Saturday May 12 2018

Farmers in their garden. FILE PHOTO

Farmers in their garden. FILE PHOTO 

By Michael J. Ssali

Agriculture is the science of growing crops and rearing animals for food and income.
The sector, which is our biggest employer, is however faced with a number of challenges that need immediate attention.
They range from climate change, incurable crop diseases, a fast growing population, land fragmentation, and depleted soils among others.
Due to the onset of climate change some parts of the country experience abnormally long droughts resulting in disastrous crop failure and death of farmed animals.
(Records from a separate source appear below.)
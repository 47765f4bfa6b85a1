//! Property-based tests for the retention engine and dump naming.
//!
//! Verifies invariants across arbitrary dump directory populations:
//! - Plans partition the matched names into survivors and evictions
//! - Survivor counts follow the quota, survivors outrank evictions
//! - Enforcement converges to the quota and never touches other files
//! - Generated names are always retention candidates
//! - Config validation accepts exactly the documented shapes

use std::collections::HashSet;
use std::fs::File;
use std::path::Path;

use proptest::prelude::*;
use tempfile::TempDir;

use corekeep_core::config::HandlerConfig;
use corekeep_core::naming::{DUMP_PREFIX, dump_file_name};
use corekeep_core::retention::{enforce_retention, plan_retention};

// =============================================================================
// Proptest strategies
// =============================================================================

/// Generate a dump-shaped file name with arbitrary numeric fields.
fn arb_dump_name() -> impl Strategy<Value = String> {
    (
        1970u32..=9999,
        0u32..=11,
        1u32..=31,
        0u64..=99_999_999_999,
        "[a-z]{1,8}",
    )
        .prop_map(|(year, month, day, epoch, exe)| {
            format!("{DUMP_PREFIX}{year}-{month}-{day}_{epoch}.{exe}")
        })
}

/// Generate a file name that is never a retention candidate.
fn arb_other_name() -> impl Strategy<Value = String> {
    "[a-zA-Z0-9._-]{1,24}".prop_filter("must not carry the dump prefix", |name| {
        !name.starts_with(DUMP_PREFIX) && name != "." && name != ".."
    })
}

/// Generate a unique population of dump names.
fn arb_population() -> impl Strategy<Value = Vec<String>> {
    prop::collection::hash_set(arb_dump_name(), 0..40).prop_map(|set| set.into_iter().collect())
}

fn touch_all(dir: &Path, names: &[String]) {
    for name in names {
        File::create(dir.join(name)).unwrap();
    }
}

// =============================================================================
// 1. Plans partition the matched set
// =============================================================================

proptest! {
    #![proptest_config(ProptestConfig::with_cases(64))]

    #[test]
    fn plan_partitions_the_population(names in arb_population(), quota in 1usize..=50) {
        let tmp = TempDir::new().unwrap();
        touch_all(tmp.path(), &names);

        let plan = plan_retention(tmp.path(), quota).unwrap();

        let survivors: HashSet<_> = plan.survivors.iter().cloned().collect();
        let evictions: HashSet<_> = plan.evictions.iter().cloned().collect();
        let expected: HashSet<_> = names.iter().cloned().collect();

        prop_assert!(survivors.is_disjoint(&evictions), "a name must not appear on both sides");
        let union: HashSet<_> = survivors.union(&evictions).cloned().collect();
        prop_assert_eq!(union, expected, "plan must cover exactly the matched names");
    }
}

// =============================================================================
// 2. Survivor count follows the quota
// =============================================================================

proptest! {
    #![proptest_config(ProptestConfig::with_cases(64))]

    #[test]
    fn survivor_count_is_min_of_population_and_quota(
        names in arb_population(),
        quota in 1usize..=50,
    ) {
        let tmp = TempDir::new().unwrap();
        touch_all(tmp.path(), &names);

        let plan = plan_retention(tmp.path(), quota).unwrap();
        prop_assert_eq!(
            plan.survivors.len(),
            names.len().min(quota),
            "survivors must be min(population, quota)"
        );
        prop_assert_eq!(
            plan.evictions.len(),
            names.len().saturating_sub(quota),
            "evictions must be the remainder"
        );
    }
}

// =============================================================================
// 3. Survivors outrank evictions
// =============================================================================

proptest! {
    #![proptest_config(ProptestConfig::with_cases(64))]

    #[test]
    fn every_survivor_outranks_every_eviction(
        names in arb_population(),
        quota in 1usize..=10,
    ) {
        let tmp = TempDir::new().unwrap();
        touch_all(tmp.path(), &names);

        let plan = plan_retention(tmp.path(), quota).unwrap();
        if let (Some(lowest_survivor), Some(highest_eviction)) =
            (plan.survivors.last(), plan.evictions.first())
        {
            prop_assert!(
                lowest_survivor.as_str() > highest_eviction.as_str(),
                "lowest survivor {} must outrank highest eviction {}",
                lowest_survivor,
                highest_eviction
            );
        }
    }
}

// =============================================================================
// 4. Plans are deterministic
// =============================================================================

proptest! {
    #![proptest_config(ProptestConfig::with_cases(32))]

    #[test]
    fn plans_are_deterministic(names in arb_population(), quota in 1usize..=20) {
        let tmp = TempDir::new().unwrap();
        touch_all(tmp.path(), &names);

        let first = plan_retention(tmp.path(), quota).unwrap();
        let second = plan_retention(tmp.path(), quota).unwrap();
        prop_assert_eq!(first.survivors, second.survivors);
        prop_assert_eq!(first.evictions, second.evictions);
    }
}

// =============================================================================
// 5. Enforcement converges and leaves other files alone
// =============================================================================

proptest! {
    #![proptest_config(ProptestConfig::with_cases(64))]

    #[test]
    fn enforcement_converges_to_the_quota(
        names in arb_population(),
        others in prop::collection::hash_set(arb_other_name(), 0..10),
        quota in 1usize..=10,
    ) {
        let tmp = TempDir::new().unwrap();
        touch_all(tmp.path(), &names);
        for name in &others {
            File::create(tmp.path().join(name)).unwrap();
        }

        let report = enforce_retention(tmp.path(), quota).unwrap();
        prop_assert!(report.failure.is_none());
        prop_assert_eq!(
            report.deleted,
            names.len().saturating_sub(quota),
            "one pass deletes everything over quota"
        );

        let after = plan_retention(tmp.path(), usize::MAX).unwrap();
        prop_assert_eq!(after.scanned(), names.len().min(quota));

        for name in &others {
            prop_assert!(
                tmp.path().join(name).exists(),
                "non-matching file {} must survive",
                name
            );
        }
    }
}

// =============================================================================
// 6. Enforcement is idempotent
// =============================================================================

proptest! {
    #![proptest_config(ProptestConfig::with_cases(32))]

    #[test]
    fn second_enforcement_deletes_nothing(names in arb_population(), quota in 1usize..=10) {
        let tmp = TempDir::new().unwrap();
        touch_all(tmp.path(), &names);

        enforce_retention(tmp.path(), quota).unwrap();
        let second = enforce_retention(tmp.path(), quota).unwrap();
        prop_assert_eq!(second.deleted, 0, "a converged directory has nothing to delete");
    }
}

// =============================================================================
// 7. Generated names are retention candidates
// =============================================================================

proptest! {
    #![proptest_config(ProptestConfig::with_cases(32))]

    #[test]
    fn generated_names_are_candidates(exe in "[a-zA-Z0-9_-]{1,16}") {
        let name = dump_file_name(Some(&exe));
        prop_assert!(name.starts_with(DUMP_PREFIX), "name {} must carry the prefix", name);
        prop_assert!(name.ends_with(&format!(".{exe}")), "name {} must carry the suffix", name);
    }
}

// =============================================================================
// 8. Config validation
// =============================================================================

proptest! {
    #![proptest_config(ProptestConfig::with_cases(100))]

    #[test]
    fn nonzero_quota_with_an_executable_validates(
        exe in "[a-z]{1,12}",
        max_dumps in 1usize..=1_000_000,
    ) {
        let config = HandlerConfig {
            exe_name: exe,
            max_dumps,
            ..Default::default()
        };
        prop_assert!(config.validate().is_ok());
    }

    #[test]
    fn zero_quota_never_validates(exe in "[a-z]{1,12}") {
        let config = HandlerConfig {
            exe_name: exe,
            max_dumps: 0,
            ..Default::default()
        };
        let err = config.validate().unwrap_err();
        prop_assert!(err.contains("max_dumps"), "message was: {}", err);
    }
}
//! Dump stream persistence.
//!
//! The kernel hands this process the raw dump on standard input; the writer
//! streams it into the freshly named file and syncs it before the retention
//! pass runs.

use std::fs::File;
use std::io::{self, Read};
use std::path::Path;

use thiserror::Error;

/// Errors from persisting the dump stream.
#[derive(Error, Debug)]
pub enum IngestError {
    /// The destination file could not be created.
    #[error("cannot open {path}: {source}")]
    Open {
        path: String,
        #[source]
        source: io::Error,
    },

    /// Reading the stream, writing the file, or syncing it failed.
    #[error("cannot write {path}: {source}")]
    Copy {
        path: String,
        #[source]
        source: io::Error,
    },
}

impl IngestError {
    /// The underlying OS error number, for use as the process exit status.
    #[must_use]
    pub fn os_code(&self) -> i32 {
        let source = match self {
            Self::Open { source, .. } | Self::Copy { source, .. } => source,
        };
        source.raw_os_error().unwrap_or(1)
    }
}

/// Stream `input` into `dest` and sync it to stable storage.
///
/// Returns the number of bytes written. On failure a partial file may be
/// left behind; it is never cleaned up.
pub fn write_dump<R: Read>(mut input: R, dest: &Path) -> Result<u64, IngestError> {
    let mut file = File::create(dest).map_err(|source| IngestError::Open {
        path: dest.display().to_string(),
        source,
    })?;

    let written = io::copy(&mut input, &mut file).map_err(|source| IngestError::Copy {
        path: dest.display().to_string(),
        source,
    })?;
    file.sync_all().map_err(|source| IngestError::Copy {
        path: dest.display().to_string(),
        source,
    })?;

    tracing::debug!(path = %dest.display(), bytes = written, "Wrote dump");
    Ok(written)
}
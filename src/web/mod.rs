//! HTTP front end for the converter.
//!
//! `GET /converter/formats` lists the units as JSON, `GET /converter/length`
//! answers one query as plain text, the same line the RPC service would send.

use crate::core::parser::InputParser;
use crate::core::ConvertLengths;
use crate::utils::error::Result;
use axum::extract::{Query, State};
use axum::routing::get;
use axum::{Json, Router};
use serde::Deserialize;
use std::future::Future;
use std::sync::Arc;
use tokio::net::TcpListener;

#[derive(Clone)]
pub struct WebState {
    converter: Arc<dyn ConvertLengths>,
}

impl WebState {
    pub fn new(converter: Arc<dyn ConvertLengths>) -> Self {
        Self { converter }
    }
}

#[derive(Debug, Deserialize)]
#[serde(rename_all = "camelCase")]
pub struct LengthParams {
    pub length: f64,
    pub input_format: String,
    pub output_format: String,
}

pub fn router(state: WebState) -> Router {
    Router::new()
        .route("/converter/formats", get(formats_handler))
        .route("/converter/length", get(length_handler))
        .route(
            "/health",
            get(|| async {
                Json(serde_json::json!({
                    "status": "ok",
                    "service": "length-convert",
                    "version": env!("CARGO_PKG_VERSION"),
                }))
            }),
        )
        .with_state(state)
}

async fn formats_handler(State(state): State<WebState>) -> Json<Vec<String>> {
    Json(state.converter.available_units())
}

async fn length_handler(
    State(state): State<WebState>,
    Query(params): Query<LengthParams>,
) -> String {
    // 與 RPC 相同的輸入路徑，含空白的單位會得到格式提示
    let input = format!(
        "{} {} in {}",
        params.length, params.input_format, params.output_format
    );
    let answer = InputParser::new(state.converter.as_ref()).convert_input(&input);
    tracing::debug!("HTTP length query answered: {}", answer);
    answer
}

/// Serves the HTTP API on `listener` until `shutdown` completes.
pub async fn serve<F>(listener: TcpListener, state: WebState, shutdown: F) -> Result<()>
where
    F: Future<Output = ()> + Send + 'static,
{
    if let Ok(addr) = listener.local_addr() {
        tracing::info!("🌐 HTTP API listening on http://{}", addr);
    }
    axum::serve(listener, router(state))
        .with_graceful_shutdown(shutdown)
        .await?;
    Ok(())
}
use crate::config::toml_config::ServerConfig;
use crate::rpc::client::{ClientOptions, DEFAULT_HOST};
use crate::rpc::protocol::DEFAULT_PORT;
use crate::utils::error::Result;
use crate::utils::validation::{validate_host, validate_range, Validate};
use clap::Parser;
use std::path::PathBuf;
use std::time::Duration;

/// One-shot converter: `length-convert 10 cm in m`
#[derive(Debug, Clone, Parser)]
#[command(name = "length-convert")]
#[command(about = "Convert a length between units, e.g. `length-convert 10 cm in m`")]
pub struct ConvertArgs {
    /// Expression in the form `<length> <unit> in <unit>`
    #[arg(allow_negative_numbers = true)]
    pub expression: Vec<String>,

    /// Include the extension units (mm, km, mi, cu, my)
    #[arg(long)]
    pub extended: bool,

    /// Server configuration file whose [catalog] section defines the units
    #[arg(short, long)]
    pub config: Option<PathBuf>,

    /// Enable verbose output
    #[arg(short, long)]
    pub verbose: bool,
}

#[derive(Debug, Clone, Parser)]
#[command(name = "convert_server")]
#[command(about = "Length conversion service (line-delimited JSON RPC + HTTP API)")]
pub struct ServerArgs {
    /// Path to TOML configuration file
    #[arg(short, long, env = "LENGTH_CONVERT_CONFIG")]
    pub config: Option<PathBuf>,

    /// Override [rpc] bind address
    #[arg(short, long)]
    pub bind: Option<String>,

    /// Override [rpc] port
    #[arg(short, long)]
    pub port: Option<u16>,

    /// Override [http] port
    #[arg(long)]
    pub http_port: Option<u16>,

    /// Disable the HTTP API
    #[arg(long)]
    pub no_http: bool,

    /// Emit JSON logs
    #[arg(long)]
    pub json_logs: bool,

    /// Enable verbose output
    #[arg(short, long)]
    pub verbose: bool,
}

#[derive(Debug, Clone, Parser)]
#[command(name = "convert_client")]
#[command(about = "Interactive client for the length conversion service")]
pub struct ClientArgs {
    #[arg(long, default_value = DEFAULT_HOST, env = "LENGTH_CONVERT_HOST")]
    pub host: String,

    #[arg(short, long, default_value_t = DEFAULT_PORT, env = "LENGTH_CONVERT_PORT")]
    pub port: u16,

    /// Convert a single expression and exit
    #[arg(long)]
    pub once: bool,

    /// Convert in-process instead of calling the service
    #[arg(long)]
    pub local: bool,

    /// Request timeout in seconds
    #[arg(long, default_value_t = 30)]
    pub timeout: u64,

    /// Enable verbose output
    #[arg(short, long)]
    pub verbose: bool,
}

impl ServerArgs {
    /// 載入設定檔 (若有) 並套用命令列覆蓋
    pub fn load_config(&self) -> Result<ServerConfig> {
        let mut config = match &self.config {
            Some(path) => {
                tracing::info!("📁 Loading configuration from: {}", path.display());
                ServerConfig::from_file(path)?
            }
            None => ServerConfig::default(),
        };

        if let Some(bind) = &self.bind {
            config.rpc.bind = bind.clone();
        }
        if let Some(port) = self.port {
            config.rpc.port = port;
        }
        if let Some(port) = self.http_port {
            config.http.port = port;
        }
        if self.no_http {
            config.http.enabled = false;
        }
        if self.json_logs {
            config.logging.json = true;
        }
        if self.verbose {
            config.logging.verbose = true;
        }

        Ok(config)
    }
}

impl ClientArgs {
    pub fn client_options(&self) -> ClientOptions {
        ClientOptions {
            request_timeout: Duration::from_secs(self.timeout),
            ..ClientOptions::default()
        }
    }
}

impl Validate for ClientArgs {
    fn validate(&self) -> Result<()> {
        validate_host("host", &self.host)?;
        validate_range("timeout", self.timeout, 1, 3600)?;
        Ok(())
    }
}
The country is now host to pests and crop diseases that have no known cure and they are fast wiping out major food and cash crops such as banana, sweet potato, cassava, Irish potato, maize, and Robusta coffee among others.
Uganda is the largest producer of banana and sweet potato in Africa.
However, according to the Uganda Biosciences Information Centre (UBIC), the Banana Bacterial Wilt Disease causes loss of seven out of ten expected bunches and national annual economic loss of US$ 299.6m.

Sweet potato weevil and virus infestation causes near total loss of about 98 per cent and national economic annual loss of US$ 6.7m.
Late Blight disease has become resistant to herbicides and it is affecting six out of every ten potatoes yet the national demand for the crop in 2015 was up to 1,000,000 metric tonnes.
Cassava Brown Streak Disease and Cassava Mosaic are reducing cassava production and the country is producing a mere 6.7m tonnes annually compared to possible 30 million.

Long dry weather and poor soils are reducing rice production and the annual loss is estimated at US$ 6.2m. Due to drought and pests Ugandan farmers average maize yield is 2.7 tonnes per hectare compared to possible 9 tonnes. Writing in the Daily Monitor, October 9 2015, Dr Wilberforce Tushemeirwe of the National Agricultural Research Organisation (NARO) said there is no known solution to the problems other than the use of biotechnology.
For a country with a population of about 40m, of which 27 per cent live below the poverty line (UNHS 2017), and a Total Fertility Rate of 5.4 children, declining agricultural production portends danger.